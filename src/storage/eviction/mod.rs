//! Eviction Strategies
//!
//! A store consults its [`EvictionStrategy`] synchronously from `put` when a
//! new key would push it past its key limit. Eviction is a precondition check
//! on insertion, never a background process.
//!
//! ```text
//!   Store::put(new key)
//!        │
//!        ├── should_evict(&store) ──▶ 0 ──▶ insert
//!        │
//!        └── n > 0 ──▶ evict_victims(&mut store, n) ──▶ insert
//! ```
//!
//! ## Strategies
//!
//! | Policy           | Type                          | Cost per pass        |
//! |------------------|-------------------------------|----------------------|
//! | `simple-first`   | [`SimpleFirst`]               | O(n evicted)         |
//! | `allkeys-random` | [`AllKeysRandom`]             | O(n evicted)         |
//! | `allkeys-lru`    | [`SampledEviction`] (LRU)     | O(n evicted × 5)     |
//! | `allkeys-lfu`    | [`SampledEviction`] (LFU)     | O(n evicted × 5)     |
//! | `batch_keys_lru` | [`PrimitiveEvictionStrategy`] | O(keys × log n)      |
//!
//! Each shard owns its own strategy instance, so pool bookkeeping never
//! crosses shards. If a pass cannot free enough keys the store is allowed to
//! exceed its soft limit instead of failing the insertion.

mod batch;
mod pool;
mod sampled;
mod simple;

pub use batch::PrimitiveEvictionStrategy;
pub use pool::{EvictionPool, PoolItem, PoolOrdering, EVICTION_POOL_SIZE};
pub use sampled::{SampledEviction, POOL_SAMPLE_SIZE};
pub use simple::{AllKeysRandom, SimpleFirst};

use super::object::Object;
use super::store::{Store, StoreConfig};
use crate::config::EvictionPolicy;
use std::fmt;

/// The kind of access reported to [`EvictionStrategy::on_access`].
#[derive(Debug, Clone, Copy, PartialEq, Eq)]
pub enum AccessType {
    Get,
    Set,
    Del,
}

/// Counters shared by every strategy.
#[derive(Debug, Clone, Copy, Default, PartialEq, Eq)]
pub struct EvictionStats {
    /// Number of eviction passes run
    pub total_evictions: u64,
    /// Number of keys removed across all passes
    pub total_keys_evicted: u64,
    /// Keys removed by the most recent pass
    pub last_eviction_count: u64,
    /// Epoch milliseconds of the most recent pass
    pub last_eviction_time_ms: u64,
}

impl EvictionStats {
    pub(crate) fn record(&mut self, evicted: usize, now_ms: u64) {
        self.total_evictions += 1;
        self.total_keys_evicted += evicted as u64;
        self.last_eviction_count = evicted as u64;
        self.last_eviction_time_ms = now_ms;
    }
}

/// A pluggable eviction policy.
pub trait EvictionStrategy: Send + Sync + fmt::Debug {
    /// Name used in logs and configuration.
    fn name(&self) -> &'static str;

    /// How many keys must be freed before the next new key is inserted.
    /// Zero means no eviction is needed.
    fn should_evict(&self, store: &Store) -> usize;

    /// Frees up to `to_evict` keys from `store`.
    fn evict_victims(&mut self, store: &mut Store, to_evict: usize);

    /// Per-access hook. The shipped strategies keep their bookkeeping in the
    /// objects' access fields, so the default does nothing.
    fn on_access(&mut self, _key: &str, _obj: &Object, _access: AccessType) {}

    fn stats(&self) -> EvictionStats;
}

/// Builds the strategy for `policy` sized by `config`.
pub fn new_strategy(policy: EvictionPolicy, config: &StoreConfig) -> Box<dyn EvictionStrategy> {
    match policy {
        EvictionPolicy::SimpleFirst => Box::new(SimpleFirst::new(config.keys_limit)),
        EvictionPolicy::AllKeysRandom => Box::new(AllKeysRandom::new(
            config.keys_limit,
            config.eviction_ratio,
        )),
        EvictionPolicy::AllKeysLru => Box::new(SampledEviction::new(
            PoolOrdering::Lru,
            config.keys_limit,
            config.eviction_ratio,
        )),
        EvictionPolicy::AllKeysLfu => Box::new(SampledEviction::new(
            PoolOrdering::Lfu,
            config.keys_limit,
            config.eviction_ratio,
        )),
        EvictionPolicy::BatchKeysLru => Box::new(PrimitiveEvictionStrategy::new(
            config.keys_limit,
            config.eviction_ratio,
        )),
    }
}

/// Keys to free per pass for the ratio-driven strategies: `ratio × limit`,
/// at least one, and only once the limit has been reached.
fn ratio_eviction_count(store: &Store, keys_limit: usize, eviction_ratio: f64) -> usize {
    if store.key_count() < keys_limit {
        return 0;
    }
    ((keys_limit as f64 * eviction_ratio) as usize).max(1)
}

### [TO DO]
Please state how many lines of the entries above include the string "never", giving the number and nothing more.

### [SOLUTION BELOW]
2